2004.10.30
Finding palindromes in texts
by Karel Thönissen
In a thread on Joel on Software I proposed the following algorithm for finding palindromes in texts (small editorial changes aside):

Finding palindromes is very simple using a different view of the matter.
Iterate over all the characters in the input text. Then comes the second and interesting part: assume that this character is the *middle* of the palindrome. So all you have to do is check the characters to its left and right etc. The third step is similar, but for even numbered palindromes: if this character and the next one are equal then inspect the characters to the left and the right of this pair, etc.

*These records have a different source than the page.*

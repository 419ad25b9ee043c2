//! BIFF5 and BIFF8 workbook string redaction.
//!
//! Walks the record stream of a `Workbook` and masks text in place: shared strings (`SST`, with
//! their `CONTINUE` records), inline cell labels, page headers and footers, text boxes (`TXO`)
//! and chart text. Every write keeps the byte footprint of the string it replaces, so record
//! lengths, `SST` offsets in `EXTSST` and the enclosing compound file stay valid.

mod biff5;
pub mod chart;
mod error;
pub mod records;
pub mod sst;
pub mod strings;
mod workbook;


pub use error::BiffError;
pub use records::{
    coalesce_with_continue, detect_biff_version, detect_codepage, has_filepass, iterate_records,
    read_record, write_back_merged, BiffRecord, BiffRecordIter, BiffRecordKind, BiffVersion,
    Coalesced, Segment,
};
pub use sst::{redact_sst, SstOutcome};
pub use strings::{redact_string, DecodePath, DecodedXlString, TextRun, XlUnicodeString};
pub use workbook::redact_workbook;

Obviously this is O(n^2) but it is simple to program and prove correct. It has good average time performance, approaching O(n), since most input texts have no or few palindromes.
[addition of 2004.11.01]:
Two simplifications are possible in the algorithm I presented. If a palindrome should not be sensitive to punctuation, then drop the punctuation from the input text *before* the searching. This greatly simplifies the most complex part of the algorithm. However, be aware that the result thus obtained should be transformed back to the form where it had its punctuation. That should not be too difficult though.
The second simplification involves adding two different sentinel values at either side of the input text before the searching begins. These values must be unique in the entire resulting text string. Since they are unique, they can never be part of any palindrome. Therefore, they act as a very simple stopping criterion. Of course the outer iteration should now start at low+1 and stop at high-1.
|